TASK GOAL -
Two lines below mark the span: the one containing "pub fn register<F>(&mut" and the one containing "#[cfg(test)]". Set down both, plus every line between, exactly as they stand, and nothing else.

DATA FOR ANALYSIS -
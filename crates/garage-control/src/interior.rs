//! The interior contract and the backend registry.
//!
//! An [`Interior`] performs lifecycle actions against a real execution
//! environment. Every capability is optional: a container consults
//! [`Interior::capabilities`] and applies its fallback policy when one is
//! missing. Actions are fire-and-forget; outcomes come back later through
//! the [`Monitor`] handed to the interior at construction.

use std::collections::HashMap;
use std::fmt;
use std::sync::Arc;

use garage_core::NodeId;
use serde_json::Value;
use tokio::sync::mpsc;

use crate::config::BackendConfig;
use crate::error::{ControlError, Result};
use crate::lifecycle::{Action, InteriorState};
use crate::types::ActionOptions;

/// Backend that performs lifecycle actions for one node.
pub trait Interior: Send + 'static {
    /// Actions this interior implements.
    fn capabilities(&self) -> Capabilities;

    /// Begin an action. Completion is reported through the monitor.
    ///
    /// Only called for actions contained in [`Interior::capabilities`].
    fn invoke(&mut self, action: Action, opts: &ActionOptions);
}

/// Set of actions an interior implements.
#[derive(Clone, Copy, Default, PartialEq, Eq, Hash)]
pub struct Capabilities(u8);

impl Capabilities {
    /// No capabilities.
    pub const NONE: Self = Self(0);

    /// Every action.
    pub const ALL: Self = Self(0b1_1111);

    const fn bit(action: Action) -> u8 {
        1 << action as u8
    }

    /// Returns a copy including `action`.
    #[must_use]
    pub const fn with(self, action: Action) -> Self {
        Self(self.0 | Self::bit(action))
    }

    /// Returns a copy excluding `action`.
    #[must_use]
    pub const fn without(self, action: Action) -> Self {
        Self(self.0 & !Self::bit(action))
    }

    /// Returns true if `action` is implemented.
    #[must_use]
    pub const fn supports(self, action: Action) -> bool {
        self.0 & Self::bit(action) != 0
    }

    /// Iterate over the implemented actions.
    pub fn iter(self) -> impl Iterator<Item = Action> {
        Action::ALL.into_iter().filter(move |a| self.supports(*a))
    }
}

impl FromIterator<Action> for Capabilities {
    fn from_iter<I: IntoIterator<Item = Action>>(iter: I) -> Self {
        iter.into_iter().fold(Self::NONE, Self::with)
    }
}

impl fmt::Debug for Capabilities {
    fn fmt(&self, f: &mut fmt::Formatter<'_>) -> fmt::Result {
        f.debug_set().entries(self.iter()).finish()
    }
}

/// An event reported by an interior.
#[derive(Debug, Clone, PartialEq)]
pub enum MonitorEvent {
    /// The environment entered a state. Only `offline`, `stopped` and
    /// `running` are recognized.
    State(String),
    /// An opaque status payload.
    Status(Value),
    /// The environment failed.
    Error(String),
}

/// Reporting channel from an interior back to its controller.
#[derive(Debug, Clone)]
pub struct Monitor {
    tx: mpsc::UnboundedSender<MonitorEvent>,
}

impl Monitor {
    /// Create a monitor and the receiving end its owner listens on.
    #[must_use]
    pub fn channel() -> (Self, mpsc::UnboundedReceiver<MonitorEvent>) {
        let (tx, rx) = mpsc::unbounded_channel();
        (Self { tx }, rx)
    }

    /// Report an event. Events sent after the owner is gone are dropped.
    pub fn send(&self, event: MonitorEvent) {
        if self.tx.send(event).is_err() {
            tracing::trace!("Dropping interior report for a retired controller");
        }
    }

    /// Report a recognized state.
    pub fn state(&self, state: InteriorState) {
        self.send(MonitorEvent::State(state.as_str().to_string()));
    }

    /// Report a status payload.
    pub fn status(&self, status: Value) {
        self.send(MonitorEvent::Status(status));
    }

    /// Report an error.
    pub fn error(&self, message: impl Into<String>) {
        self.send(MonitorEvent::Error(message.into()));
    }
}

/// Constructor for one interior backend.
pub type InteriorFactory =
    Arc<dyn Fn(&NodeId, &BackendConfig, Monitor) -> Result<Box<dyn Interior>> + Send + Sync>;

/// Explicit map from backend kind to factory.
///
/// Built once at process start and shared into the components that create
/// interiors.
#[derive(Clone, Default)]
pub struct InteriorRegistry {
    factories: HashMap<String, InteriorFactory>,
}

impl InteriorRegistry {
    /// Create an empty registry.
    #[must_use]
    pub fn new() -> Self {
        Self::default()
    }

    /// Create a registry holding the built-in `script` and `simulated` backends.
    #[must_use]
    pub fn with_builtin() -> Self {
        let mut registry = Self::new();
        registry.register(crate::backend::script::KIND, crate::backend::script::ScriptInterior::create);
        registry.register(
            crate::backend::simulated::KIND,
            crate::backend::simulated::SimulatedInterior::create,
        );
        registry
    }

    /// Register a factory, replacing any previous one for `kind`.
    pub fn register<F>(&mut self, kind: impl Into<String>, factory: F)
    where
        F: Fn(&NodeId, &BackendConfig, Monitor) -> Result<Box<dyn Interior>> + Send + Sync + 'static,
    {
        self.factories.insert(kind.into(), Arc::new(factory));
    }

    /// Returns true if a factory is registered for `kind`.
    #[must_use]
    pub fn contains(&self, kind: &str) -> bool {
        self.factories.contains_key(kind)
    }

    /// Registered backend kinds, sorted.
    #[must_use]
    pub fn kinds(&self) -> Vec<&str> {
        let mut kinds: Vec<&str> = self.factories.keys().map(String::as_str).collect();
        kinds.sort_unstable();
        kinds
    }

    /// Create an interior for `node` using the backend named in `config`.
    ///
    /// # Errors
    ///
    /// Returns `ControlError::UnknownInterior` if no factory is registered
    /// for the configured kind, or whatever the factory fails with.
    pub fn create(
        &self,
        node: &NodeId,
        config: &BackendConfig,
        monitor: Monitor,
    ) -> Result<Box<dyn Interior>> {
        let factory = self
            .factories
            .get(&config.interior)
            .ok_or_else(|| ControlError::UnknownInterior(config.interior.clone()))?;
        factory(node, config, monitor)
    }
}

impl fmt::Debug for InteriorRegistry {
    fn fmt(&self, f: &mut fmt::Formatter<'_>) -> fmt::Result {
        f.debug_struct("InteriorRegistry")
            .field("kinds", &self.kinds())
            .finish()
    }
}

#[cfg(test)]
mod tests {
    use super::*;
    use garage_core::ClusterName;

    #[test]
    fn capabilities_set_operations() {
        let caps = Capabilities::ALL.without(Action::Load);
        assert!(!caps.supports(Action::Load));
        assert!(caps.supports(Action::Stop));
        assert_eq!(caps.iter().count(), 4);
        assert_eq!(caps.with(Action::Load), Capabilities::ALL);

        let collected: Capabilities = [Action::Start, Action::Stop].into_iter().collect();
        assert!(collected.supports(Action::Start));
        assert!(!collected.supports(Action::Status));
        assert_eq!(format!("{collected:?}"), "{Start, Stop}");
    }

    #[tokio::test]
    async fn monitor_delivers_in_order() {
        let (monitor, mut rx) = Monitor::channel();
        monitor.state(InteriorState::Stopped);
        monitor.error("boom");
        assert_eq!(rx.recv().await, Some(MonitorEvent::State("stopped".into())));
        assert_eq!(rx.recv().await, Some(MonitorEvent::Error("boom".into())));
    }

    #[test]
    fn monitor_send_after_close_is_silent() {
        let (monitor, rx) = Monitor::channel();
        drop(rx);
        monitor.state(InteriorState::Running);
    }

    #[test]
    fn registry_rejects_unknown_kind() {
        let registry = InteriorRegistry::with_builtin();
        assert_eq!(registry.kinds(), vec!["script", "simulated"]);

        let config = BackendConfig::new(ClusterName::new("lab").unwrap(), "hypervisor");
        let (monitor, _rx) = Monitor::channel();
        let err = registry
            .create(&NodeId::new("1").unwrap(), &config, monitor)
            .err()
            .unwrap();
        assert!(matches!(err, ControlError::UnknownInterior(kind) if kind == "hypervisor"));
    }
}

COMPLETED TASK -
    pub fn register<F>(&mut self, kind: impl Into<String>, factory: F)
    where
        F: Fn(&NodeId, &BackendConfig, Monitor) -> Result<Box<dyn Interior>> + Send + Sync + 'static,
    {
        self.factories.insert(kind.into(), Arc::new(factory));
    }

    /// Returns true if a factory is registered for `kind`.
    #[must_use]
    pub fn contains(&self, kind: &str) -> bool {
        self.factories.contains_key(kind)
    }

    /// Registered backend kinds, sorted.
    #[must_use]
    pub fn kinds(&self) -> Vec<&str> {
        let mut kinds: Vec<&str> = self.factories.keys().map(String::as_str).collect();
        kinds.sort_unstable();
        kinds
    }

    /// Create an interior for `node` using the backend named in `config`.
    ///
    /// # Errors
    ///
    /// Returns `ControlError::UnknownInterior` if no factory is registered
    /// for the configured kind, or whatever the factory fails with.
    pub fn create(
        &self,
        node: &NodeId,
        config: &BackendConfig,
        monitor: Monitor,
    ) -> Result<Box<dyn Interior>> {
        let factory = self
            .factories
            .get(&config.interior)
            .ok_or_else(|| ControlError::UnknownInterior(config.interior.clone()))?;
        factory(node, config, monitor)
    }
}

impl fmt::Debug for InteriorRegistry {
    fn fmt(&self, f: &mut fmt::Formatter<'_>) -> fmt::Result {
        f.debug_struct("InteriorRegistry")
            .field("kinds", &self.kinds())
            .finish()
    }
}

#[cfg(test)]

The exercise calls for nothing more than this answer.